Transgenic expression of cyclooxygenase-2 in hepatocytes accelerates endotoxin-induced acute liver failure.

Bacterial LPS (endotoxin) is implicated in the pathogenesis of acute liver failure and several chronic inflammatory liver diseases. To evaluate the effect of hepatocyte cyclooxygenase (COX)-2 in LPS-induced liver injury, we generated transgenic mice with targeted expression of COX-2 in the liver by using the albumin promoter-enhancer driven vector and the animals produced were subjected to a standard experimental protocol of LPS-induced acute fulminant hepatic failure (i.p. injection of low dose of LPS in combination with d-galactosamine (d-GalN)). The COX-2 transgenic mice exhibited earlier mortality, higher serum aspartate aminotransferase and alanine aminotransferase levels and more prominent liver tissue damage (parenchymal hemorrhage, neutrophilic inflammation, hepatocyte apoptosis, and necrosis) than wild-type mice.
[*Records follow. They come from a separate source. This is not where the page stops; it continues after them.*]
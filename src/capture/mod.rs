//! Camera capture loop
//!
//! A [`CaptureLoop`] owns one opened camera device. It runs on a blocking
//! thread, pulling a JPEG frame per tick, rotating it and publishing it into
//! the unit's [`FrameBuffer`].

#[cfg(feature = "libcamera")]
pub mod libcamera;
pub mod test_pattern;
#[cfg(feature = "v4l")]
pub mod usb;

use bytes::Bytes;
use std::sync::atomic::{AtomicBool, Ordering};
use std::sync::Arc;
use std::time::{Duration, Instant};
use thiserror::Error;
use tracing::{debug, error, info, warn};

use crate::config::{CameraConfig, Resolution, Rotation};
use crate::frame_buffer::FrameBuffer;
use crate::lease::DeviceLease;
use crate::transform::{self, TransformError};

#[derive(Error, Debug)]
pub enum CaptureError {
    #[error("IO error: {0}")]
    Io(#[from] std::io::Error),

    #[error("failed to open camera device {device}: {reason}")]
    Open { device: String, reason: String },

    #[error("failed to read frame: {0}")]
    Read(String),

    #[error("frame transform failed: {0}")]
    Transform(#[from] TransformError),

    #[cfg(feature = "libcamera")]
    #[error("GStreamer error: {0}")]
    Gst(#[from] gstreamer::glib::Error),

    #[cfg(feature = "libcamera")]
    #[error("GStreamer bool error: {0}")]
    GstBool(#[from] gstreamer::glib::BoolError),
}

/// Source of camera devices
///
/// Implementations open hardware (or a synthetic source) by index.
pub trait CameraBackend: Send + Sync {
    /// Short name for logs
    fn name(&self) -> &'static str;

    /// Open the device at `index` and configure it for `resolution`
    fn open(&self, index: u32, resolution: Resolution)
        -> Result<Box<dyn CameraDevice>, CaptureError>;

    /// Whether a device is physically present at `index`
    ///
    /// The default opens and immediately closes the device.
    fn probe(&self, index: u32) -> bool {
        self.open(index, Resolution::default()).is_ok()
    }
}

/// An opened camera producing encoded JPEG frames
pub trait CameraDevice: Send {
    /// Block until the next frame is available
    fn read_frame(&mut self) -> Result<Bytes, CaptureError>;
}

/// Stand-in for a backend that was not compiled in
///
/// Every open fails, so the affected stream unit dies while the rest run.
#[derive(Debug, Clone, Copy)]
pub struct UnsupportedBackend {
    pub name: &'static str,
    pub feature: &'static str,
}

impl CameraBackend for UnsupportedBackend {
    fn name(&self) -> &'static str {
        self.name
    }

    fn open(&self, index: u32, _resolution: Resolution) -> Result<Box<dyn CameraDevice>, CaptureError> {
        Err(CaptureError::Open {
            device: format!("{}:{}", self.name, index),
            reason: format!("support not compiled in, rebuild with --features {}", self.feature),
        })
    }

    fn probe(&self, _index: u32) -> bool {
        false
    }
}

/// Capture loop settings for one camera
#[derive(Debug, Clone)]
pub struct CaptureConfig {
    pub camera: String,
    pub resolution: Resolution,
    pub rotation: Rotation,
    pub fps: u32,
    pub jpeg_quality: u8,
}

impl CaptureConfig {
    pub fn from_camera(camera: &CameraConfig, jpeg_quality: u8) -> Self {
        Self {
            camera: camera.name.clone(),
            resolution: camera.resolution,
            rotation: camera.rotation,
            fps: camera.fps,
            jpeg_quality,
        }
    }

    fn frame_interval(&self) -> Duration {
        Duration::from_secs(1) / self.fps.max(1)
    }
}

/// Statistics for capture
#[derive(Debug, Clone, Default)]
pub struct CaptureStats {
    pub frames_captured: u64,
    pub frames_dropped: u64,
}

/// Why a capture loop returned
#[derive(Debug)]
pub enum CaptureExit {
    /// The loop was asked to stop
    Stopped,
    /// The device stopped delivering frames
    ReadFailed(CaptureError),
}

/// Stops the capture loop when dropped
pub struct CaptureGuard {
    running: Arc<AtomicBool>,
}

impl CaptureGuard {
    pub fn stop(&self) {
        self.running.store(false, Ordering::Release);
    }

    pub fn is_running(&self) -> bool {
        self.running.load(Ordering::Acquire)
    }
}

impl Drop for CaptureGuard {
    fn drop(&mut self) {
        self.stop();
    }
}

/// Frame pump for one opened device
pub struct CaptureLoop {
    config: CaptureConfig,
    device: Box<dyn CameraDevice>,
    buffer: Arc<FrameBuffer>,
    // Dropped together with the loop, which returns the index to the registry.
    lease: Option<DeviceLease>,
    running: Arc<AtomicBool>,
    stats: CaptureStats,
}

impl CaptureLoop {
    /// Open and configure the device
    ///
    /// On failure the lease (if any) is dropped and so released.
    pub fn open(
        backend: &dyn CameraBackend,
        index: u32,
        lease: Option<DeviceLease>,
        config: CaptureConfig,
        buffer: Arc<FrameBuffer>,
    ) -> Result<Self, CaptureError> {
        info!(
            camera = %config.camera,
            backend = backend.name(),
            device = index,
            resolution = %config.resolution,
            rotation = config.rotation.degrees(),
            fps = config.fps,
            "Opening camera"
        );

        let device = backend.open(index, config.resolution)?;

        Ok(Self {
            config,
            device,
            buffer,
            lease,
            running: Arc::new(AtomicBool::new(true)),
            stats: CaptureStats::default(),
        })
    }

    /// Handle that stops this loop when dropped
    pub fn guard(&self) -> CaptureGuard {
        CaptureGuard {
            running: Arc::clone(&self.running),
        }
    }

    pub fn device_index(&self) -> Option<u32> {
        self.lease.as_ref().map(DeviceLease::index)
    }

    /// Run until stopped or the device fails; blocks the calling thread
    pub fn run(mut self) -> CaptureExit {
        let interval = self.config.frame_interval();
        info!(
            camera = %self.config.camera,
            interval_ms = interval.as_millis() as u64,
            "Capture loop started"
        );

        let exit = loop {
            if !self.running.load(Ordering::Acquire) {
                break CaptureExit::Stopped;
            }

            let started = Instant::now();

            let frame = match self.device.read_frame() {
                Ok(frame) => frame,
                Err(e) => {
                    error!(
                        camera = %self.config.camera,
                        device = ?self.device_index(),
                        error = %e,
                        "Can't receive frame from camera"
                    );
                    break CaptureExit::ReadFailed(e);
                }
            };

            match transform::rotate_jpeg(frame, self.config.rotation, self.config.jpeg_quality) {
                Ok(frame) => {
                    self.buffer.publish(frame);
                    self.stats.frames_captured += 1;
                }
                Err(e) => {
                    warn!(camera = %self.config.camera, error = %e, "Dropping frame");
                    self.stats.frames_dropped += 1;
                }
            }

            if self.stats.frames_captured > 0 && self.stats.frames_captured % 100 == 0 {
                debug!(
                    camera = %self.config.camera,
                    captured = self.stats.frames_captured,
                    dropped = self.stats.frames_dropped,
                    subscribers = self.buffer.subscriber_count(),
                    "Capture stats"
                );
            }

            if let Some(remaining) = interval.checked_sub(started.elapsed()) {
                std::thread::sleep(remaining);
            }
        };

        info!(
            camera = %self.config.camera,
            frames = self.stats.frames_captured,
            dropped = self.stats.frames_dropped,
            "Capture loop stopped"
        );

        // Dropping `self` here releases the device lease.
        exit
    }

    pub fn stats(&self) -> CaptureStats {
        self.stats.clone()
    }
}
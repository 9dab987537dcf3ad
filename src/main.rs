//! MJPEG streaming CLI application

use anyhow::{bail, Context, Result};
use clap::Parser;
use pi_mjpeg_streamer::capture::test_pattern::TestPatternBackend;
use pi_mjpeg_streamer::capture::CameraBackend;
use pi_mjpeg_streamer::config::{CameraConfig, CameraKind, Config, Resolution, Rotation};
use pi_mjpeg_streamer::supervisor::{Backends, Supervisor};
use std::path::PathBuf;
use std::sync::Arc;
use tracing::{error, info, warn};
use tracing_subscriber::{fmt, EnvFilter};

/// Device indices that exist in test mode
const TEST_MODE_DEVICES: std::ops::Range<u32> = 0..4;

#[derive(Parser, Debug)]
#[command(name = "mjpeg-streamer")]
#[command(about = "Multi-camera MJPEG HTTP streaming for Raspberry Pi")]
#[command(version)]
struct Cli {
    /// Path to TOML configuration file
    #[arg(short, long, conflicts_with_all = ["cameras", "camera"])]
    config: Option<PathBuf>,

    /// Camera list in the JSON layout (all_cameras.json)
    #[arg(long, requires = "active", conflicts_with = "camera")]
    cameras: Option<PathBuf>,

    /// Active camera names in the JSON layout (active_cameras.json)
    #[arg(long, requires = "cameras")]
    active: Option<PathBuf>,

    /// Stream a single camera of this type (picamera or usbcamera)
    #[arg(long)]
    camera: Option<String>,

    /// Resolution for --camera, e.g. 640x480
    #[arg(long, default_value = "640x480")]
    resolution: Resolution,

    /// Clockwise rotation for --camera in degrees
    #[arg(long, default_value_t = 0)]
    rotation: u16,

    /// HTTP port for --camera
    #[arg(long, default_value_t = 8000)]
    port: u16,

    /// Use synthetic test-pattern cameras instead of hardware
    #[arg(long)]
    test_mode: bool,

    /// Enable verbose logging
    #[arg(short, long)]
    verbose: bool,
}

#[tokio::main]
async fn main() -> Result<()> {
    let cli = Cli::parse();

    // Setup logging
    let filter = if cli.verbose {
        EnvFilter::new("debug")
    } else {
        EnvFilter::try_from_default_env().unwrap_or_else(|_| EnvFilter::new("info"))
    };

    fmt().with_env_filter(filter).with_target(false).init();

    info!("MJPEG streamer starting");

    let config = load_config(&cli)?;
    let active = config.active_cameras();
    if active.is_empty() {
        info!("No active cameras configured, exiting");
        return Ok(());
    }

    info!(
        cameras = ?active.iter().map(|c| c.name.as_str()).collect::<Vec<_>>(),
        bind_ip = %config.server.bind_ip,
        test_mode = cli.test_mode,
        "Configuration loaded"
    );

    let supervisor = Supervisor::new(backends(cli.test_mode), config.server.clone());
    let shutdown = async {
        if let Err(e) = tokio::signal::ctrl_c().await {
            error!(error = %e, "Failed to listen for Ctrl+C");
            std::future::pending::<()>().await;
        }
        info!("Ctrl+C received");
    };

    info!("Streaming started, press Ctrl+C to stop");
    let summary = supervisor
        .run_until(&active, shutdown)
        .await
        .context("Failed to start stream units")?;

    info!(
        spawned = ?summary.spawned,
        skipped = ?summary.skipped,
        failed = ?summary.failed,
        "Shutting down"
    );
    Ok(())
}

fn load_config(cli: &Cli) -> Result<Config> {
    if let Some(kind) = &cli.camera {
        let rotation = Rotation::try_from(cli.rotation)?;
        let camera = CameraConfig {
            name: kind.clone(),
            kind: CameraKind::from(kind.clone()),
            resolution: cli.resolution,
            rotation,
            port: cli.port,
            fps: CameraConfig::DEFAULT_FPS,
        };
        info!(camera = %camera.name, port = camera.port, "Single camera mode");
        return Ok(Config::single(camera));
    }

    if let (Some(cameras), Some(active)) = (&cli.cameras, &cli.active) {
        info!(cameras = %cameras.display(), active = %active.display(), "Loading configuration");
        return Config::from_json_files(cameras, active).with_context(|| {
            format!(
                "Failed to load {} and {}",
                cameras.display(),
                active.display()
            )
        });
    }

    let path = cli
        .config
        .clone()
        .unwrap_or_else(|| PathBuf::from("config.toml"));
    if !path.exists() {
        bail!(
            "Configuration file {} not found (use --config, --cameras/--active or --camera)",
            path.display()
        );
    }
    info!(config_path = %path.display(), "Loading configuration");
    Config::load(&path).with_context(|| format!("Failed to load {}", path.display()))
}

fn backends(test_mode: bool) -> Backends {
    if test_mode {
        warn!("Test mode: using synthetic test-pattern cameras");
        return Backends {
            builtin: Arc::new(TestPatternBackend::new()),
            external: Arc::new(TestPatternBackend::with_devices(TEST_MODE_DEVICES)),
        };
    }

    Backends {
        builtin: builtin_backend(),
        external: external_backend(),
    }
}

#[cfg(feature = "libcamera")]
fn builtin_backend() -> Arc<dyn CameraBackend> {
    Arc::new(pi_mjpeg_streamer::capture::libcamera::LibcameraBackend::new())
}

#[cfg(not(feature = "libcamera"))]
fn builtin_backend() -> Arc<dyn CameraBackend> {
    Arc::new(pi_mjpeg_streamer::capture::UnsupportedBackend {
        name: "libcamera",
        feature: "libcamera",
    })
}

#[cfg(feature = "v4l")]
fn external_backend() -> Arc<dyn CameraBackend> {
    Arc::new(pi_mjpeg_streamer::capture::usb::V4lBackend::new())
}

#[cfg(not(feature = "v4l"))]
fn external_backend() -> Arc<dyn CameraBackend> {
    Arc::new(pi_mjpeg_streamer::capture::UnsupportedBackend {
        name: "v4l",
        feature: "v4l",
    })
}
Western blot analysis of the liver tissues showed that LPS/d-GalN treatment for 4 h induced much higher cleavage of poly(ADP-ribose) polymerase, caspase-3, and caspase-9 in COX-2 transgenic mice than in wild-type mice. Increased hepatic expression of JNK-2 in COX-2 transgenic mice suggest that up-regulation of JNK-2 may represent a potential mechanism for COX-2-mediated exacerbation of liver injury. Blocking the prostaglandin receptor, EP(1), prevented LPS/d-GalN-induced liver injury and hepatocyte apoptosis in COX-2 transgenic mice. Accordingly, the mice with genetic ablation of EP(1) showed less LPS/d-GalN-induced liver damage and less hepatocyte apoptosis with prolonged survival when compared with the wild-type mice. These findings demonstrate that COX-2 and its downstream prostaglandin receptor EP(1) signaling pathway accelerates LPS-induced liver injury. Therefore, blocking COX-2-EP(1) pathway may represent a potential approach for amelioration of LPS-induced liver injury.